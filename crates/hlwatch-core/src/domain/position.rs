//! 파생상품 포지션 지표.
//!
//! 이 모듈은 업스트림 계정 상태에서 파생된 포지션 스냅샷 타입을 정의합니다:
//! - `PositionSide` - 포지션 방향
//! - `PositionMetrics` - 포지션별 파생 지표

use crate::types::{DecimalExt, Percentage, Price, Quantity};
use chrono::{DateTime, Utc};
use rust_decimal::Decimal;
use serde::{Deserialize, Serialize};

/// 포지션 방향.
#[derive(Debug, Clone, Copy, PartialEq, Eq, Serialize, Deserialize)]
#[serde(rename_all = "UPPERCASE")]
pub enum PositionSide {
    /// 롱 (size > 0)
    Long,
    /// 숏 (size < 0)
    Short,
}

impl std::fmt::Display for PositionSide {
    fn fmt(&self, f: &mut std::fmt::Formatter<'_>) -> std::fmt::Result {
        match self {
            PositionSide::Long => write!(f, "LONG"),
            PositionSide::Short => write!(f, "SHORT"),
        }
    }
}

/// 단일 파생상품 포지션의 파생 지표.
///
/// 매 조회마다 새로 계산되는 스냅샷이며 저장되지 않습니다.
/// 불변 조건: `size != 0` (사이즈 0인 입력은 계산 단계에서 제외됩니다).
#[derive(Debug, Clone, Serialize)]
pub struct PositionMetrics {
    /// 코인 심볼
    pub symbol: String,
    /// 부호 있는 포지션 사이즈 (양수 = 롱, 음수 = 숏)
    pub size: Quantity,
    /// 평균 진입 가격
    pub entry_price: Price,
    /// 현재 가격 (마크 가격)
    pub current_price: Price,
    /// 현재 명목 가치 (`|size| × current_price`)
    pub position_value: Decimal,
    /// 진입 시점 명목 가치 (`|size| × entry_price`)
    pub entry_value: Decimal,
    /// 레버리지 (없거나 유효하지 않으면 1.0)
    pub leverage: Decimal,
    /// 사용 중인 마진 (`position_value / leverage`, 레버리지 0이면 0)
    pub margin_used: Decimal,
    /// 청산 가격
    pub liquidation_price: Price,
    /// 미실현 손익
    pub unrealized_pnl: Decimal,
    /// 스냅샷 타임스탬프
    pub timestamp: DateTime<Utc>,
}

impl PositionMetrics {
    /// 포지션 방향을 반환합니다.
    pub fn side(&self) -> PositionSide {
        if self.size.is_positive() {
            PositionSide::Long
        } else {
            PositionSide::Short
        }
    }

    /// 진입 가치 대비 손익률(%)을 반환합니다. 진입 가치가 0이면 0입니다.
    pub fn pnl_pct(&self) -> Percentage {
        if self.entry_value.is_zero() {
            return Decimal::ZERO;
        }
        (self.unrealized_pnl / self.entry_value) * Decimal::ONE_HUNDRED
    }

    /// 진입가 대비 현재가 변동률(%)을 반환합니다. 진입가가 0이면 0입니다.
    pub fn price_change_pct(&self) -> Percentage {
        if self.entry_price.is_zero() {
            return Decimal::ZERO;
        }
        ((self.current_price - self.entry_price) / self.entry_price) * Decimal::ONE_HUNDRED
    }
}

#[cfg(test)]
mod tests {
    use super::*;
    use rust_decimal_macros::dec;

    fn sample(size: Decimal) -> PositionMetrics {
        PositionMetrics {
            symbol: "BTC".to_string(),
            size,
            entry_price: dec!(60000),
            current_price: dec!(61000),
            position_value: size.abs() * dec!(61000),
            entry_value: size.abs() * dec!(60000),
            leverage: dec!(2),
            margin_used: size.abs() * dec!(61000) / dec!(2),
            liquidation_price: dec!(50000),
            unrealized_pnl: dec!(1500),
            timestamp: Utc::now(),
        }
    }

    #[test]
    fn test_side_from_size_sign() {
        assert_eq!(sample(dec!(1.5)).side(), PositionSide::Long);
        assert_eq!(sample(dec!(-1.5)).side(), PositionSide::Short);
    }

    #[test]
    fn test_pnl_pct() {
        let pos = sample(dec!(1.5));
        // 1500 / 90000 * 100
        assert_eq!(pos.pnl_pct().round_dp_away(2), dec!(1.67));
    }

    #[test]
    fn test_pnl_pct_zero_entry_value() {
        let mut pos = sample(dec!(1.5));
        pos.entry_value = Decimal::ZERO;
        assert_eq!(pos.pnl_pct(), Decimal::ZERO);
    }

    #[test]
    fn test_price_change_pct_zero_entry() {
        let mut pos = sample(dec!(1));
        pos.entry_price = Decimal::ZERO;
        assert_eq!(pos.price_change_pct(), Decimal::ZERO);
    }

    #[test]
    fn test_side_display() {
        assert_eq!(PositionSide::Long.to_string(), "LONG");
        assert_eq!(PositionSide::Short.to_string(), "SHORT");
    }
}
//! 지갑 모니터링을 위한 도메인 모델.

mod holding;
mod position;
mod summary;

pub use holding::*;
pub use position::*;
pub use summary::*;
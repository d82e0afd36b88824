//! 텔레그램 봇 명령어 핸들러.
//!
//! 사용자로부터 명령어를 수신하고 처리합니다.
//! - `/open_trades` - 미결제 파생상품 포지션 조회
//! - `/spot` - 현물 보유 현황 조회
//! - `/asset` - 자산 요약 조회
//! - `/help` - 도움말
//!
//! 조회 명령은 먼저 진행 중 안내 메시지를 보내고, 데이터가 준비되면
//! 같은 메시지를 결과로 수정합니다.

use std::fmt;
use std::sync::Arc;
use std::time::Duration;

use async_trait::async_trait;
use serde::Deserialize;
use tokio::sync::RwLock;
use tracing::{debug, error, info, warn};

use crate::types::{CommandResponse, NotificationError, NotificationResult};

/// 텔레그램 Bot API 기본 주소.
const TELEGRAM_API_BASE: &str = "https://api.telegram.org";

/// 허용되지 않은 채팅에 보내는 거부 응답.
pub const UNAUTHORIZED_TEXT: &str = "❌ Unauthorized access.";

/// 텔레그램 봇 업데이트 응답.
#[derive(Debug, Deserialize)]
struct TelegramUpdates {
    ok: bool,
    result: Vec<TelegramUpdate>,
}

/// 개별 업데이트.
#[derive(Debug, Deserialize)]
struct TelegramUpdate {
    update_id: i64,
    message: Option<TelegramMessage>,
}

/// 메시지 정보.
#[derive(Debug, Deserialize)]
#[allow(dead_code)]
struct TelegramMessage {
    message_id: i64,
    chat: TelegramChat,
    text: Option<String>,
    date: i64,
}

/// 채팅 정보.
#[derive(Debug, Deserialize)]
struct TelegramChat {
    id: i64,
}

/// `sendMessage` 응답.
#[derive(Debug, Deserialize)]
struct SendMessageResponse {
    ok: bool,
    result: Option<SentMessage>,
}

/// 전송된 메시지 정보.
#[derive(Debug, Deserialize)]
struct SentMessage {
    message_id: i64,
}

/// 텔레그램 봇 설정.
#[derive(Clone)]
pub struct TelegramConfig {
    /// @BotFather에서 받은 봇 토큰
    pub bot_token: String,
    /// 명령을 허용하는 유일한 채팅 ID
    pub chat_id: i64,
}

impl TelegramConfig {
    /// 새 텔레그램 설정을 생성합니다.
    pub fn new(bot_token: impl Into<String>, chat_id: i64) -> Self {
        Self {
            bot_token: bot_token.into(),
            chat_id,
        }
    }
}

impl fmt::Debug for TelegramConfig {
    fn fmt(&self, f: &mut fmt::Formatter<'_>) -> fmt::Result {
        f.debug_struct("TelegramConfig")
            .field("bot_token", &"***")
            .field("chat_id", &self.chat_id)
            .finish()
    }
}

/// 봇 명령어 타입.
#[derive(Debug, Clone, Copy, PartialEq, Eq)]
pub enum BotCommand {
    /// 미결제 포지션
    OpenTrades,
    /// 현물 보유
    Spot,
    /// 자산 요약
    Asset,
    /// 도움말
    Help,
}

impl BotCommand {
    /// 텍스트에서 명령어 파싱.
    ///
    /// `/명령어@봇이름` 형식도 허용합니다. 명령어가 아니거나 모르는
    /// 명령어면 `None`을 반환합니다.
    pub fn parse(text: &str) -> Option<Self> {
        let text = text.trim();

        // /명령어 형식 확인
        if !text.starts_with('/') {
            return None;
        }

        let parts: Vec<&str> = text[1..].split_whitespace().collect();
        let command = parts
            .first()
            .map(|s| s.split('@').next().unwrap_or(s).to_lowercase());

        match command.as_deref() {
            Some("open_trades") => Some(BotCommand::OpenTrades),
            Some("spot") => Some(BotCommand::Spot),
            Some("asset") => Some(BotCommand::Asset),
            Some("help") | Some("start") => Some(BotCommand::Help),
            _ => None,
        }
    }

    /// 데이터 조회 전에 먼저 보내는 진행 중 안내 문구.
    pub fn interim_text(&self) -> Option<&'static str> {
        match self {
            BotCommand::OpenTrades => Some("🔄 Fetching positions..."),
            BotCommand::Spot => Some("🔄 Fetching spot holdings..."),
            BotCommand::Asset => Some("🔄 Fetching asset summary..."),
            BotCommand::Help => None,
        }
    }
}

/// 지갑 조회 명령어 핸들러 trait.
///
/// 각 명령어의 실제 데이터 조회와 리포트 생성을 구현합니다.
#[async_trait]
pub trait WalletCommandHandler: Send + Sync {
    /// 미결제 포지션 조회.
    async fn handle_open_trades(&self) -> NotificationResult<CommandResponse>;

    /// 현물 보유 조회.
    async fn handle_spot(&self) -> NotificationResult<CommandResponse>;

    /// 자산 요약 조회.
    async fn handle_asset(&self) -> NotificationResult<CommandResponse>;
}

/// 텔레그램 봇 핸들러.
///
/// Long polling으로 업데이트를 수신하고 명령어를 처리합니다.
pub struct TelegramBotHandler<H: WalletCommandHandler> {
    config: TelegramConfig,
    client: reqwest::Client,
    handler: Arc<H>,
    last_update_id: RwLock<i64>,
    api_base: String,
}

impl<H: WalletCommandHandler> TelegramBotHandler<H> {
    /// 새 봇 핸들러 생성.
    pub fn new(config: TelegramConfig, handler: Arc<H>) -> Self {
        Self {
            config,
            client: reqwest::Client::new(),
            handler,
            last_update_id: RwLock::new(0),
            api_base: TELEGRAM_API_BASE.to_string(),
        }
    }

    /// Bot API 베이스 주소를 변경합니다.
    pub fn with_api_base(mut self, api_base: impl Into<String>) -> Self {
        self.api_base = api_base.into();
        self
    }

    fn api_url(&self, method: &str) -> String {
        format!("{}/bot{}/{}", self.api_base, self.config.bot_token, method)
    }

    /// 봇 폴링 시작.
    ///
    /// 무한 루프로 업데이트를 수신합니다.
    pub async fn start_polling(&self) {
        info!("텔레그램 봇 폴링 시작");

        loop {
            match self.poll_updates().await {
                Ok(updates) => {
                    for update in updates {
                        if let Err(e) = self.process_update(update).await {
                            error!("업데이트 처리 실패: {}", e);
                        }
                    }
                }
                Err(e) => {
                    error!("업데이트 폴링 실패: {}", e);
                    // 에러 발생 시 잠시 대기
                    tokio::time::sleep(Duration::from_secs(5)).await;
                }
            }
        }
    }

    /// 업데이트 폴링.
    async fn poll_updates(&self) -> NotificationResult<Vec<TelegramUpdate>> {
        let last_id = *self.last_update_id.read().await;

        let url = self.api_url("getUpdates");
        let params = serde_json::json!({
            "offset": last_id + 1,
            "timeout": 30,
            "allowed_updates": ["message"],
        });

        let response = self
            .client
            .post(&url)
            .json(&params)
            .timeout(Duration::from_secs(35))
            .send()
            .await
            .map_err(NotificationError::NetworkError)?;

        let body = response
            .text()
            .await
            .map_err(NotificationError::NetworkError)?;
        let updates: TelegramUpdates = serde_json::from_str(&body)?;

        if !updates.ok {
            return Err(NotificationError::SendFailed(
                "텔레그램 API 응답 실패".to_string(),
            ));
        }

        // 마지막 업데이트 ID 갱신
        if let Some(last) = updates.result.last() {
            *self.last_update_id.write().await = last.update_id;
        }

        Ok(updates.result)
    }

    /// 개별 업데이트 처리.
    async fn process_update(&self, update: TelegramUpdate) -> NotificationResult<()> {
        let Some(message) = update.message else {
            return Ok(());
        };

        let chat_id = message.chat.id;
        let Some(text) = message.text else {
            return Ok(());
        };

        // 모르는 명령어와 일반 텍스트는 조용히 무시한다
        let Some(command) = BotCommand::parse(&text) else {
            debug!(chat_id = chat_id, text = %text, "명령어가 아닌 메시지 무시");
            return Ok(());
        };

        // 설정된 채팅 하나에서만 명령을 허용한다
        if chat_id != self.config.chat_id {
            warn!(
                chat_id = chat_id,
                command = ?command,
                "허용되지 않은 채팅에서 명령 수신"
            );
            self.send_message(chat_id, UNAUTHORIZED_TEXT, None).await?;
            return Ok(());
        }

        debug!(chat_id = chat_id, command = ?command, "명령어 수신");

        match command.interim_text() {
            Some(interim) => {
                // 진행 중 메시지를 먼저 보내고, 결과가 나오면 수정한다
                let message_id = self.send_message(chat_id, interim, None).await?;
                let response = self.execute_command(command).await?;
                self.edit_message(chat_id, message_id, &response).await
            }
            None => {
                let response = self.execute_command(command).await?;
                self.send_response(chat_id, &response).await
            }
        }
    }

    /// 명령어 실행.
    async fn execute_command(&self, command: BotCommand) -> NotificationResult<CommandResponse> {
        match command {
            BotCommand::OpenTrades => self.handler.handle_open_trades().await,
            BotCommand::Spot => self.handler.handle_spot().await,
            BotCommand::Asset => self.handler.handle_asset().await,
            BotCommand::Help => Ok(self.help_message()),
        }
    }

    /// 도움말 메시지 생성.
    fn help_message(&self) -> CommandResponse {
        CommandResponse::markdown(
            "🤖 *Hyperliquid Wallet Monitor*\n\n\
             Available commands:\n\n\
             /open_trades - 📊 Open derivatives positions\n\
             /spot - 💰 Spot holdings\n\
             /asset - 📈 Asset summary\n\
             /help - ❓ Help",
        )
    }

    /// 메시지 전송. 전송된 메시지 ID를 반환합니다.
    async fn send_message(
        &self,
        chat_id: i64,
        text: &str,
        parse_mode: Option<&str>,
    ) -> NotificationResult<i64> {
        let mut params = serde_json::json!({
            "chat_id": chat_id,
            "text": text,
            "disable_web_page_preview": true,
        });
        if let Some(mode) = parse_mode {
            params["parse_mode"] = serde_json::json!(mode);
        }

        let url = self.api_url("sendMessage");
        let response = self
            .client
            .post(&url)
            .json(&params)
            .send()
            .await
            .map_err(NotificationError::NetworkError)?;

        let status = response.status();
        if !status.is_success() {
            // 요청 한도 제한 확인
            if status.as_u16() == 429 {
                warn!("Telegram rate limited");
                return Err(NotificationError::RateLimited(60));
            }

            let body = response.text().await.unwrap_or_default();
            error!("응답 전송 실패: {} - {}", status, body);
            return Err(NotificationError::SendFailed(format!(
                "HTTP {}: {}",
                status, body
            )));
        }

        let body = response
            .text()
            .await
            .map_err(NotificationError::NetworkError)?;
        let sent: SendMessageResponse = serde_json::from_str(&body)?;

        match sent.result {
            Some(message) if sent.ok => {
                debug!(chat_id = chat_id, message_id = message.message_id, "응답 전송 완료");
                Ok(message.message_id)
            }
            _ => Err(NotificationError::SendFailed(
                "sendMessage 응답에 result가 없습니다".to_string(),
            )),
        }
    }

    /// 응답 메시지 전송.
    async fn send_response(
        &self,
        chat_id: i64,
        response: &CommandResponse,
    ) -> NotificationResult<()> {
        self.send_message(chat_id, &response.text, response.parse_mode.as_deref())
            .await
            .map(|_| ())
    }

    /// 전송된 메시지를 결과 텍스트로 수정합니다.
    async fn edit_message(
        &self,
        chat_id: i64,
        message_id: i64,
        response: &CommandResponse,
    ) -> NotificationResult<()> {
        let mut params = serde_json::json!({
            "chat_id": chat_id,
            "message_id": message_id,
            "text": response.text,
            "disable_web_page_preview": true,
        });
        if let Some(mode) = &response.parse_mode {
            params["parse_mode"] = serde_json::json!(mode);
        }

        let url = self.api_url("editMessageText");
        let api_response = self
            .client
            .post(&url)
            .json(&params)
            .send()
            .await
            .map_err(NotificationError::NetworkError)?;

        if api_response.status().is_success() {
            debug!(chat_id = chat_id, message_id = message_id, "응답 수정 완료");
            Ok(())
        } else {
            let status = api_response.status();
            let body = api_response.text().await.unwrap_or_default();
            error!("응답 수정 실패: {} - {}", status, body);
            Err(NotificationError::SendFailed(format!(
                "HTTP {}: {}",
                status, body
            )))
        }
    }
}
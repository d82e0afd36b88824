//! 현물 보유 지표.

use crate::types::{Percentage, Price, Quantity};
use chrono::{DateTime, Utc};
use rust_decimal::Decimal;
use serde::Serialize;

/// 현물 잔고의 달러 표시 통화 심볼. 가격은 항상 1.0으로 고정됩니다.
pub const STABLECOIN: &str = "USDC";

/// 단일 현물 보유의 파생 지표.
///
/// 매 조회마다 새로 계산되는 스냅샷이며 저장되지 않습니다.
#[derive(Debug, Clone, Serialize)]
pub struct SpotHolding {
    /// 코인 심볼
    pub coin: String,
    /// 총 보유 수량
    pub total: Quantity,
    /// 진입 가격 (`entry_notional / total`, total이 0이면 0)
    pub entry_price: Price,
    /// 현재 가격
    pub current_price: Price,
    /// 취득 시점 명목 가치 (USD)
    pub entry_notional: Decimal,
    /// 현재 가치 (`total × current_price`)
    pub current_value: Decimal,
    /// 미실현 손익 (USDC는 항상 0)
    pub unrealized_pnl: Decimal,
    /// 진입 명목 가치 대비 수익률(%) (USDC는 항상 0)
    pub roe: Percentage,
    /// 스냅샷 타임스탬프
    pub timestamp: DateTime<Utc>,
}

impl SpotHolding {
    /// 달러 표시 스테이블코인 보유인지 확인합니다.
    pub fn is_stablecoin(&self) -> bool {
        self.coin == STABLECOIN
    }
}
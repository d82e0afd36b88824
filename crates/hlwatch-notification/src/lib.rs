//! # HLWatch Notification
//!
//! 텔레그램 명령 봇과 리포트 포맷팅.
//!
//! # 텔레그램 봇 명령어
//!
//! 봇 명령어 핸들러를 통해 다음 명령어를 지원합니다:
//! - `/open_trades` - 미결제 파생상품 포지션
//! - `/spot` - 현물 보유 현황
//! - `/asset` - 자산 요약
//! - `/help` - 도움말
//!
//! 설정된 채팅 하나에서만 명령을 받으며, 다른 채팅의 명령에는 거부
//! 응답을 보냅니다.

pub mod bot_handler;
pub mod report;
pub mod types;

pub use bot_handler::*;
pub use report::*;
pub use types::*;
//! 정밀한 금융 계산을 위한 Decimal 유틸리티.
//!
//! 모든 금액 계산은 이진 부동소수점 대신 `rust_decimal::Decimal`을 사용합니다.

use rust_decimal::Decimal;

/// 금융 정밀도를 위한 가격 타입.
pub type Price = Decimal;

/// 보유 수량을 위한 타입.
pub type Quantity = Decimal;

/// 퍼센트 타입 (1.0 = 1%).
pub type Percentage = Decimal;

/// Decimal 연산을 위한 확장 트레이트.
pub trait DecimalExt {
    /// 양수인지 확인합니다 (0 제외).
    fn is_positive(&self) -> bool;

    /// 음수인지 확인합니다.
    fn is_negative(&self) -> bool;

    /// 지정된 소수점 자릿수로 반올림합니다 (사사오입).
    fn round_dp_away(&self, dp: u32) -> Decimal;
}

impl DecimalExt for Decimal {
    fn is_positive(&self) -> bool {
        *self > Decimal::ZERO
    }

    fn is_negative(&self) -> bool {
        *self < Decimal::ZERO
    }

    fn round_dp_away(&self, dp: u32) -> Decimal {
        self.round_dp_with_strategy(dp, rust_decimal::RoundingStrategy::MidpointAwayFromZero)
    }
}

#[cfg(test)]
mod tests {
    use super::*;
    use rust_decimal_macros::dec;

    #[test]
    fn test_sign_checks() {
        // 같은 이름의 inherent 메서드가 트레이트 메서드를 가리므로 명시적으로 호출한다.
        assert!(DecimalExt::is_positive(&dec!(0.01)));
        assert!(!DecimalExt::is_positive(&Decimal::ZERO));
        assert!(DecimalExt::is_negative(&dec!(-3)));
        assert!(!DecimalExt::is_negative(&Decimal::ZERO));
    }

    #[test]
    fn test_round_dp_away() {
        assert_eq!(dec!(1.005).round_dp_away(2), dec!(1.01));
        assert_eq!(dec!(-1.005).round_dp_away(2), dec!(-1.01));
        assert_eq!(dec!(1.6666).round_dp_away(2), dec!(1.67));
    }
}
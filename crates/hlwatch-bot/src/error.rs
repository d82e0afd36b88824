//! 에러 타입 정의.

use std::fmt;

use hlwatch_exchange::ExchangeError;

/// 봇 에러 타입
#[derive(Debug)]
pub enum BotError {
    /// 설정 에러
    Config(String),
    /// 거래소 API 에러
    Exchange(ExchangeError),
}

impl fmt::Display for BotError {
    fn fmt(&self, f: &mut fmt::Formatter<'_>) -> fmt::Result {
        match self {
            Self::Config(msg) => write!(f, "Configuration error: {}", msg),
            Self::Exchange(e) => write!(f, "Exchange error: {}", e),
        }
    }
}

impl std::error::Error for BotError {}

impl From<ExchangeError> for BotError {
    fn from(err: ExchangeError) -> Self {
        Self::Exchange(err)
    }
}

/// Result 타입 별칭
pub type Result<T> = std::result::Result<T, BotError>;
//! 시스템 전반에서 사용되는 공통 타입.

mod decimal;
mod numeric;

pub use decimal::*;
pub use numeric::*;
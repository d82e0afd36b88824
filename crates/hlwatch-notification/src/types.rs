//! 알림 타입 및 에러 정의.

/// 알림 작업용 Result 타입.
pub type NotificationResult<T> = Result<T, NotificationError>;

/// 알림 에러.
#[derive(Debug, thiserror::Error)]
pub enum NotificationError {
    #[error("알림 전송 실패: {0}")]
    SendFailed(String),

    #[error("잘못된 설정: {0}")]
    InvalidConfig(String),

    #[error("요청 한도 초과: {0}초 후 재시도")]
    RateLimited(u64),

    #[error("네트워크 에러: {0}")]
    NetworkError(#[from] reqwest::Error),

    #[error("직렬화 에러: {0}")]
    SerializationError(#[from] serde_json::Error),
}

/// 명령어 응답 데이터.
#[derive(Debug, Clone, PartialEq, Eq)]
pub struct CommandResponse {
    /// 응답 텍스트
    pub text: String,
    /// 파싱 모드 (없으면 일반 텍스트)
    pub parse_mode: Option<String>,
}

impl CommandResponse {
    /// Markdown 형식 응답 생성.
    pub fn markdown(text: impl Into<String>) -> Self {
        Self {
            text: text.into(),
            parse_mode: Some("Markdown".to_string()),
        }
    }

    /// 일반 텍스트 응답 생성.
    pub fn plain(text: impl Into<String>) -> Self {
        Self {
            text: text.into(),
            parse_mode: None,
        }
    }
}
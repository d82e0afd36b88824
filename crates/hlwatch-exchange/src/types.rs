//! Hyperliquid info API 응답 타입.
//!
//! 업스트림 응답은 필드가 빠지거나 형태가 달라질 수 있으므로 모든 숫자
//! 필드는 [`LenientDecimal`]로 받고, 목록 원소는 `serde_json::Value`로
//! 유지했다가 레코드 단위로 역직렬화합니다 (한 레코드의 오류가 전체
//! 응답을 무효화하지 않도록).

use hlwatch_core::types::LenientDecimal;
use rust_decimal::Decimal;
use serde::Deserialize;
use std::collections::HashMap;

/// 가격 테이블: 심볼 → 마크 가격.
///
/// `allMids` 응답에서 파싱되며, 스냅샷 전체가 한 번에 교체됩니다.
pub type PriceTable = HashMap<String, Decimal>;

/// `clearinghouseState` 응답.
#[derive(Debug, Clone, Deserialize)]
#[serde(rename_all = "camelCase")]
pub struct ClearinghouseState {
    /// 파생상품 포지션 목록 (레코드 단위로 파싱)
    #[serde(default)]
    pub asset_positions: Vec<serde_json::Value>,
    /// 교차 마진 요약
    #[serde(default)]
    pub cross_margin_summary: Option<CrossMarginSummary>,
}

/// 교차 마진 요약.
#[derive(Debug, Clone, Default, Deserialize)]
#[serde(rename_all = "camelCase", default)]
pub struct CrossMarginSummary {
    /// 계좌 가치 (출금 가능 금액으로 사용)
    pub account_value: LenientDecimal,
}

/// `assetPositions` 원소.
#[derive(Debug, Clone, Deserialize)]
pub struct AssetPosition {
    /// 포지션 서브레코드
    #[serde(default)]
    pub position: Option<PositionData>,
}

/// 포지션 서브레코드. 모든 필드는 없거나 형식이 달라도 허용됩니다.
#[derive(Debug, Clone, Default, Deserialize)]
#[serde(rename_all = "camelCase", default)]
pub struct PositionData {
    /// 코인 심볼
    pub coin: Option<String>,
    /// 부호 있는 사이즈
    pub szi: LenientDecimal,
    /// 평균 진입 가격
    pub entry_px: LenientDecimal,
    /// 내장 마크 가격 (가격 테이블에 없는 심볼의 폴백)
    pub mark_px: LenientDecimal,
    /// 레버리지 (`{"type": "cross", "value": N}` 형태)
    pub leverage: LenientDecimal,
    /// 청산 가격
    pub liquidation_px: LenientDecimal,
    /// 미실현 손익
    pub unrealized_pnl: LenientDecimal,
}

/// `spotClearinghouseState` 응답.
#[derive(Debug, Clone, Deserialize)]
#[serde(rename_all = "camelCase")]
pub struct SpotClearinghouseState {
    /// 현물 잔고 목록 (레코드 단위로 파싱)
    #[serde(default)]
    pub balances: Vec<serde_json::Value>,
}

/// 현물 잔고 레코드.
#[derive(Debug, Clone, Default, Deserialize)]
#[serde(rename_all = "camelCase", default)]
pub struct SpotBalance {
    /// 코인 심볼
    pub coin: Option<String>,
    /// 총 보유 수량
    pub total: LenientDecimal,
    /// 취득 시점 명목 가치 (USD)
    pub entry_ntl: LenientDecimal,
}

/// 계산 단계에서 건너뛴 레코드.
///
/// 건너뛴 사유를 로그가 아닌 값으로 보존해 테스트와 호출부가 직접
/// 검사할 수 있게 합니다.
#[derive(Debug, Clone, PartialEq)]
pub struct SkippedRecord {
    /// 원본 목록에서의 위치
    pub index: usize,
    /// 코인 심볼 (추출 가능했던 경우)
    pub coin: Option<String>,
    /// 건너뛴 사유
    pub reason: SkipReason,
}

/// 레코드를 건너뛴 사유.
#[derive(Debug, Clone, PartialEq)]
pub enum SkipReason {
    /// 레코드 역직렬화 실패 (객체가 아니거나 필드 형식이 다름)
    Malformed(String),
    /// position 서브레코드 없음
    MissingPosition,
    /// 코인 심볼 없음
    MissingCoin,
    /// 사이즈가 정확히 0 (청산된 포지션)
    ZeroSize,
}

= What you need to do =
Count each line of the entries that holds the word "LenientDecimal", then state the total and nothing more.

= Output for this exercise =
11